Todo se descompensó: mis inspiraciones y espiraciones se volvieron irregulares y fuertes, curiosa sensación la de estar enamorado: me sentía arder por dentro y a la vez tenía el corazón congelado.

Para desesperación de los técnicos, nos quitábamos los cables de las pruebas de sueño y nos escapábamos de nuestras habitaciones para mirar juntos la luna desde los tejados.

Una de aquellas noches, nos dimos cuenta de que nuestros resoplidos estaban perfectamente sincronizados y que lo que para los demás era algo a corregir, para nosotros se convirtió en la señal evidente de que entre los dos formábamos algo extraordinario. El resto del planeta se equivocaba, aquello que éramos no era un error, era la respuesta exacta. No estábamos enfermos, solo necesitábamos volar lejos y respirar sin pensar. Misterio resuelto.

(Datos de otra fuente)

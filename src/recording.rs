// Copyright 2025 the Tiledraw Authors
// SPDX-License-Identifier: Apache-2.0 OR MIT

//! A list of GPU commands assembled on the CPU and replayed by the engine.

use std::num::NonZeroU64;
use std::sync::atomic::{AtomicU64, Ordering};

#[derive(Clone, Copy, PartialEq, Eq, Hash, Default)]
pub struct ShaderId(pub usize);

#[derive(Clone, Copy, PartialEq, Eq, Hash)]
pub struct ResourceId(pub NonZeroU64);

impl ResourceId {
    pub fn next() -> Self {
        // We initialize with 1 so that the conversion below succeeds
        static ID_COUNTER: AtomicU64 = AtomicU64::new(1);
        Self(NonZeroU64::new(ID_COUNTER.fetch_add(1, Ordering::Relaxed)).unwrap())
    }
}

/// List of [`Command`]s for an engine to execute in order.
#[derive(Default)]
pub struct Recording {
    pub commands: Vec<Command>,
}

/// Proxy used as a handle to a buffer.
#[derive(Clone, Copy)]
pub struct BufferProxy {
    pub size: u64,
    pub id: ResourceId,
    pub name: &'static str,
}

#[derive(Copy, Clone, PartialEq, Eq)]
pub enum ImageFormat {
    Rgba8,
    Rgba8Srgb,
    Bgra8,
    Bgra8Srgb,
    /// Single-channel block compressed, 8 bytes per 4x4 block.
    Bc4,
}

impl ImageFormat {
    pub fn to_wgpu(self) -> wgpu::TextureFormat {
        match self {
            Self::Rgba8 => wgpu::TextureFormat::Rgba8Unorm,
            Self::Rgba8Srgb => wgpu::TextureFormat::Rgba8UnormSrgb,
            Self::Bgra8 => wgpu::TextureFormat::Bgra8Unorm,
            Self::Bgra8Srgb => wgpu::TextureFormat::Bgra8UnormSrgb,
            Self::Bc4 => wgpu::TextureFormat::Bc4RUnorm,
        }
    }

    pub fn from_wgpu(format: wgpu::TextureFormat) -> Option<Self> {
        match format {
            wgpu::TextureFormat::Rgba8Unorm => Some(Self::Rgba8),
            wgpu::TextureFormat::Rgba8UnormSrgb => Some(Self::Rgba8Srgb),
            wgpu::TextureFormat::Bgra8Unorm => Some(Self::Bgra8),
            wgpu::TextureFormat::Bgra8UnormSrgb => Some(Self::Bgra8Srgb),
            _ => None,
        }
    }

    pub fn is_srgb(self) -> bool {
        matches!(self, Self::Rgba8Srgb | Self::Bgra8Srgb)
    }

    /// Bytes per row of texels (per row of blocks for compressed formats).
    pub fn bytes_per_row(self, width: u32) -> u32 {
        match self {
            Self::Bc4 => width / 4 * 8,
            _ => width * 4,
        }
    }
}

/// Proxy used as a handle to an image or image array.
#[derive(Clone, Copy)]
pub struct ImageProxy {
    pub width: u32,
    pub height: u32,
    pub layers: u32,
    /// Arrays bind as `texture_2d_array` even with a single layer.
    pub array: bool,
    pub format: ImageFormat,
    pub id: ResourceId,
}

#[derive(Clone, Copy)]
pub enum ResourceProxy {
    Buffer(BufferProxy),
    Image(ImageProxy),
    /// The engine's shared linear-filtering sampler.
    Sampler,
}

/// Parameters of a rasterization pass targeting an externally provided image.
pub struct DrawParams {
    pub shader_id: ShaderId,
    pub instance_count: u32,
    pub vertex_count: u32,
    /// When set, the instance count is read from this buffer as
    /// `DrawIndirectArgs` instead of `instance_count`.
    pub indirect: Option<BufferProxy>,
    pub resources: Vec<ResourceProxy>,
    pub target: ImageProxy,
    pub clear_color: Option<[f64; 4]>,
}

/// Single command inside a [`Recording`] to get executed by an engine.
pub enum Command {
    /// Commands the data to be uploaded to the given buffer.
    Upload(BufferProxy, Vec<u8>),
    /// Commands the data to be uploaded to the given buffer as a uniform.
    UploadUniform(BufferProxy, Vec<u8>),
    /// Writes a rectangle of one layer of the given image.
    WriteImage(ImageProxy, [u32; 4], u32, Vec<u8>),
    /// Commands to zero the buffer from an offset on for a length of the
    /// given size. If the size is [None], it clears until the end.
    Clear(BufferProxy, u64, Option<u64>),
    /// Commands to free the buffer.
    FreeBuffer(BufferProxy),
    /// Commands to free the image.
    FreeImage(ImageProxy),
    Dispatch(ShaderId, (u32, u32, u32), Vec<ResourceProxy>),
    Draw(DrawParams),
}

/// The type of resource that will be bound to a slot in a shader.
#[derive(Clone, Copy, PartialEq, Eq)]
pub enum BindType {
    /// A storage buffer with read/write access.
    Buffer,
    /// A storage buffer with read only access.
    BufReadOnly,
    /// A small storage buffer to be used as uniforms.
    Uniform,
    /// A sampled image.
    ImageRead(ImageFormat),
    /// A sampled image array.
    ImageArrayRead(ImageFormat),
    /// A filtering sampler.
    Sampler,
}

impl Recording {
    /// Appends a [`Command`] to the back of the [`Recording`].
    pub fn push(&mut self, cmd: Command) {
        self.commands.push(cmd);
    }

    /// Commands to upload the given data to a new buffer with the given name.
    /// Returns a [`BufferProxy`] to the buffer.
    pub fn upload(&mut self, name: &'static str, data: impl Into<Vec<u8>>) -> BufferProxy {
        let data = data.into();
        let buf_proxy = BufferProxy::new(data.len() as u64, name);
        self.push(Command::Upload(buf_proxy, data));
        buf_proxy
    }

    /// Commands to upload the given data to a new buffer as a uniform with
    /// the given name. Returns a [`BufferProxy`] to the buffer.
    pub fn upload_uniform(&mut self, name: &'static str, data: impl Into<Vec<u8>>) -> BufferProxy {
        let data = data.into();
        let buf_proxy = BufferProxy::new(data.len() as u64, name);
        self.push(Command::UploadUniform(buf_proxy, data));
        buf_proxy
    }

    /// Writes a full layer of the given image.
    pub fn write_image_layer(&mut self, proxy: ImageProxy, layer: u32, data: impl Into<Vec<u8>>) {
        self.push(Command::WriteImage(
            proxy,
            [0, 0, proxy.width, proxy.height],
            layer,
            data.into(),
        ));
    }

    pub fn dispatch<R>(&mut self, shader: ShaderId, wg_size: (u32, u32, u32), resources: R)
    where
        R: IntoIterator,
        R::Item: Into<ResourceProxy>,
    {
        let r = resources.into_iter().map(|r| r.into()).collect();
        self.push(Command::Dispatch(shader, wg_size, r));
    }

    /// Issue a draw call.
    pub fn draw(&mut self, params: DrawParams) {
        self.push(Command::Draw(params));
    }

    /// Commands to zero out the whole buffer.
    pub fn clear_all(&mut self, buf: BufferProxy) {
        self.push(Command::Clear(buf, 0, None));
    }

    /// Commands to free the given buffer.
    pub fn free_buffer(&mut self, buf: BufferProxy) {
        self.push(Command::FreeBuffer(buf));
    }

    /// Commands to free the given image.
    pub fn free_image(&mut self, image: ImageProxy) {
        self.push(Command::FreeImage(image));
    }

    /// Commands to free the given resource.
    pub fn free_resource(&mut self, resource: ResourceProxy) {
        match resource {
            ResourceProxy::Buffer(buf) => self.free_buffer(buf),
            ResourceProxy::Image(image) => self.free_image(image),
            ResourceProxy::Sampler => {}
        }
    }

    /// Returns [`Command`]s of the recording.
    pub fn commands(&self) -> &[Command] {
        &self.commands
    }
}

impl BufferProxy {
    pub fn new(size: u64, name: &'static str) -> Self {
        let id = ResourceId::next();
        Self {
            // Zero-sized buffers aren't valid bindings.
            size: size.max(16),
            id,
            name,
        }
    }
}

impl ImageProxy {
    pub fn new(width: u32, height: u32, format: ImageFormat) -> Self {
        let id = ResourceId::next();
        Self {
            width,
            height,
            layers: 1,
            array: false,
            format,
            id,
        }
    }

    pub fn new_array(width: u32, height: u32, layers: u32, format: ImageFormat) -> Self {
        let id = ResourceId::next();
        Self {
            width,
            height,
            layers,
            array: true,
            format,
            id,
        }
    }
}

impl From<BufferProxy> for ResourceProxy {
    fn from(value: BufferProxy) -> Self {
        Self::Buffer(value)
    }
}

impl From<ImageProxy> for ResourceProxy {
    fn from(value: ImageProxy) -> Self {
        Self::Image(value)
    }
}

Cuando se dieron cuenta de lo que ocurría, decidieron separarnos. Había otros planes preparados para los dos y no podían permitir que se estropeara todo.

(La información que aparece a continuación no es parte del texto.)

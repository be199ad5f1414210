// Copyright 2025 the Tiledraw Authors
// SPDX-License-Identifier: Apache-2.0 OR MIT

//! Small 2D vector and bounding-box helpers used by the command front end.

/// A 2D point or direction in screen pixels.
#[derive(Clone, Copy, Default, Debug, PartialEq)]
#[repr(C)]
pub struct Vec2 {
    pub x: f32,
    pub y: f32,
}

impl std::ops::Add for Vec2 {
    type Output = Vec2;

    fn add(self, rhs: Self) -> Self {
        Vec2 {
            x: self.x + rhs.x,
            y: self.y + rhs.y,
        }
    }
}

impl std::ops::Sub for Vec2 {
    type Output = Vec2;

    fn sub(self, rhs: Self) -> Self {
        Vec2 {
            x: self.x - rhs.x,
            y: self.y - rhs.y,
        }
    }
}

impl std::ops::Mul<f32> for Vec2 {
    type Output = Vec2;

    fn mul(self, rhs: f32) -> Self {
        Vec2 {
            x: self.x * rhs,
            y: self.y * rhs,
        }
    }
}

impl Vec2 {
    pub const fn new(x: f32, y: f32) -> Self {
        Vec2 { x, y }
    }

    pub const fn splat(v: f32) -> Self {
        Vec2 { x: v, y: v }
    }

    pub fn dot(self, other: Vec2) -> f32 {
        self.x * other.x + self.y * other.y
    }

    pub fn length_squared(self) -> f32 {
        self.dot(self)
    }

    pub fn length(self) -> f32 {
        self.length_squared().sqrt()
    }

    pub fn distance(self, other: Vec2) -> f32 {
        (other - self).length()
    }

    /// Counter-clockwise perpendicular.
    pub fn skew(self) -> Vec2 {
        Vec2 {
            x: -self.y,
            y: self.x,
        }
    }

    pub fn min(self, other: Vec2) -> Vec2 {
        Vec2 {
            x: self.x.min(other.x),
            y: self.y.min(other.y),
        }
    }

    pub fn max(self, other: Vec2) -> Vec2 {
        Vec2 {
            x: self.x.max(other.x),
            y: self.y.max(other.y),
        }
    }

    pub fn mix(self, other: Vec2, t: f32) -> Vec2 {
        Vec2 {
            x: self.x + (other.x - self.x) * t,
            y: self.y + (other.y - self.y) * t,
        }
    }

    pub fn from_angle(radians: f32) -> Vec2 {
        Vec2 {
            x: radians.cos(),
            y: radians.sin(),
        }
    }

    /// Normalizes in place, returning the original length. Degenerate vectors
    /// are left untouched and report a length of zero.
    pub fn normalize(&mut self) -> f32 {
        let norm = self.length();
        if norm <= f32::EPSILON {
            return 0.0;
        }
        *self = *self * (1.0 / norm);
        norm
    }

    /// True when both coordinates differ by less than `epsilon`.
    pub fn similar(self, other: Vec2, epsilon: f32) -> bool {
        (self.x - other.x).abs() < epsilon && (self.y - other.y).abs() < epsilon
    }
}

/// Whether `mid` lies within `threshold` pixels of the segment base `p0..p1`,
/// measured as perpendicular distance.
pub fn is_colinear(p0: Vec2, p1: Vec2, mid: Vec2, threshold: f32) -> bool {
    let v0 = p1 - p0;
    let v1 = mid - p0;
    let area = (v0.x * v1.y - v0.y * v1.x).abs();
    let base2 = v0.length_squared();
    if base2 < f32::EPSILON {
        return true;
    }
    let height2 = (area * area) / base2;
    height2 <= threshold * threshold
}

/// An axis-aligned bounding box in screen pixels.
#[derive(Clone, Copy, Debug, PartialEq)]
pub struct Aabb {
    pub min: Vec2,
    pub max: Vec2,
}

impl Aabb {
    pub fn new(min: Vec2, max: Vec2) -> Self {
        Aabb { min, max }
    }

    pub fn grow(&mut self, amount: Vec2) {
        self.min = self.min - amount;
        self.max = self.max + amount;
    }

    pub fn from_circle(center: Vec2, radius: f32) -> Self {
        Aabb {
            min: center - Vec2::splat(radius),
            max: center + Vec2::splat(radius),
        }
    }

    pub fn from_triangle(v0: Vec2, v1: Vec2, v2: Vec2) -> Self {
        Aabb {
            min: v0.min(v1).min(v2),
            max: v0.max(v1).max(v2),
        }
    }

    /// Bounds of the rounded oriented box spanned by the segment `p0..p1`
    /// with the given cross width, extended by `border` on every side.
    pub fn from_rounded_obb(p0: Vec2, p1: Vec2, width: f32, border: f32) -> Self {
        let mut dir = p1 - p0;
        dir.normalize();
        let normal = dir.skew() * (width * 0.5 + border);
        let dir = dir * border;
        let p0 = p0 - dir;
        let p1 = p1 + dir;

        let corners = [p0 + normal, p0 - normal, p1 - normal, p1 + normal];
        Aabb {
            min: corners[0].min(corners[1]).min(corners[2]).min(corners[3]),
            max: corners[0].max(corners[1]).max(corners[2]).max(corners[3]),
        }
    }
}

#[cfg(test)]
mod tests {
    use super::*;

    #[test]
    fn skew_is_ccw_perpendicular() {
        let v = Vec2::new(1.0, 0.0);
        assert_eq!(v.skew(), Vec2::new(0.0, 1.0));
        assert_eq!(v.dot(v.skew()), 0.0);
    }

    #[test]
    fn normalize_degenerate() {
        let mut v = Vec2::splat(0.0);
        assert_eq!(v.normalize(), 0.0);
        assert_eq!(v, Vec2::splat(0.0));
    }

    #[test]
    fn mix_interpolates_endpoints() {
        let a = Vec2::new(10.0, 20.0);
        let b = Vec2::new(30.0, 40.0);
        assert_eq!(a.mix(b, 0.0), a);
        assert_eq!(a.mix(b, 1.0), b);
        assert_eq!(a.mix(b, 0.5), Vec2::new(20.0, 30.0));
    }

    #[test]
    fn colinear_detects_straight_and_bent() {
        let p0 = Vec2::new(0.0, 0.0);
        let p1 = Vec2::new(100.0, 0.0);
        assert!(is_colinear(p0, p1, Vec2::new(50.0, 0.05), 0.1));
        assert!(!is_colinear(p0, p1, Vec2::new(50.0, 3.0), 0.1));
        // Degenerate base counts as colinear.
        assert!(is_colinear(p0, p0, Vec2::new(50.0, 3.0), 0.1));
    }

    #[test]
    fn obb_bounds_contain_segment_ends() {
        let bb = Aabb::from_rounded_obb(Vec2::new(10.0, 10.0), Vec2::new(50.0, 30.0), 8.0, 2.0);
        assert!(bb.min.x < 10.0 && bb.min.y < 10.0);
        assert!(bb.max.x > 50.0 && bb.max.y > 30.0);
    }

    #[test]
    fn axis_aligned_obb_matches_rect() {
        let bb = Aabb::from_rounded_obb(Vec2::new(0.0, 16.0), Vec2::new(64.0, 16.0), 8.0, 0.0);
        assert!((bb.min.y - 12.0).abs() < 1e-4);
        assert!((bb.max.y - 20.0).abs() < 1e-4);
        assert!((bb.min.x - 0.0).abs() < 1e-4);
        assert!((bb.max.x - 64.0).abs() < 1e-4);
    }

    #[test]
    fn grow_expands_both_corners() {
        let mut bb = Aabb::new(Vec2::new(4.0, 6.0), Vec2::new(8.0, 10.0));
        bb.grow(Vec2::splat(2.0));
        assert_eq!(bb.min, Vec2::new(2.0, 4.0));
        assert_eq!(bb.max, Vec2::new(10.0, 12.0));
    }
}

A los pocos días, sin avisar y sin despedida, ella desapareció. La pena inicial se convirtió en rabia y dolor, y entonces pasó lo que tenía que pasar dadas las circunstancias. Por mucho que los neumólogos se empeñen en intentar cambiarlo, los dragones es lo que hacemos: respirar aire y expulsar fuego.

Epílogo

El dragón enamorado y ahora triste y enfadado, obligado a respirar como querían los especialistas, arrasó con todo en varios kilómetros a la redonda; las batas chamuscadas y los cuerpos calcinados se contaron por docenas. El dragón se alejó volando. La leyenda dice que acabó posándose sobre un monte nevado, donde se quedó profundamente dormido. Con el calor de su cuerpo, la nieve se derritió y un hermoso pinar creció sobre su lomo. Hoy, apenas puede distinguirse una garra de una raíz, alguna escama de una roca o un pedazo de mármol de un diente.

En el silencio de las calurosas noches de verano o en las no menos silenciosas noches invernales, si te adentras en el bosque y solo si estás verdaderamente enamorado, puedes distinguir del viento la lenta y pausada respiración del dragón; sin el mínimo rastro de apnea.